# DESCRIPTION OF THE TASK
Output the material exactly, line by line.

*** Begin section ***

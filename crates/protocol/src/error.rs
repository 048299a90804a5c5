use thiserror::Error;

/// Errors from interpreting fixture data.
#[derive(Debug, Error, Clone, PartialEq, Eq)]
pub enum ProtocolError {
    #[error("invalid summary key: {0:?} (expected <granularity>_<structure>)")]
    InvalidKey(String),

    #[error("invalid granularity: {0:?}")]
    InvalidGranularity(String),

    #[error("invalid structure: {0:?}")]
    InvalidStructure(String),
}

*** End section ***

# COMPLETED EXERCISE
filename crates/protocol/src/error.rs
repository 048299a90804a5c5
use thiserror::Error;

/// Errors from interpreting fixture data.
#[derive(Debug, Error, Clone, PartialEq, Eq)]
pub enum ProtocolError {
    #[error("invalid summary key: {0:?} (expected <granularity>_<structure>)")]
    InvalidKey(String),

    #[error("invalid granularity: {0:?}")]
    InvalidGranularity(String),

    #[error("invalid structure: {0:?}")]
    InvalidStructure(String),
}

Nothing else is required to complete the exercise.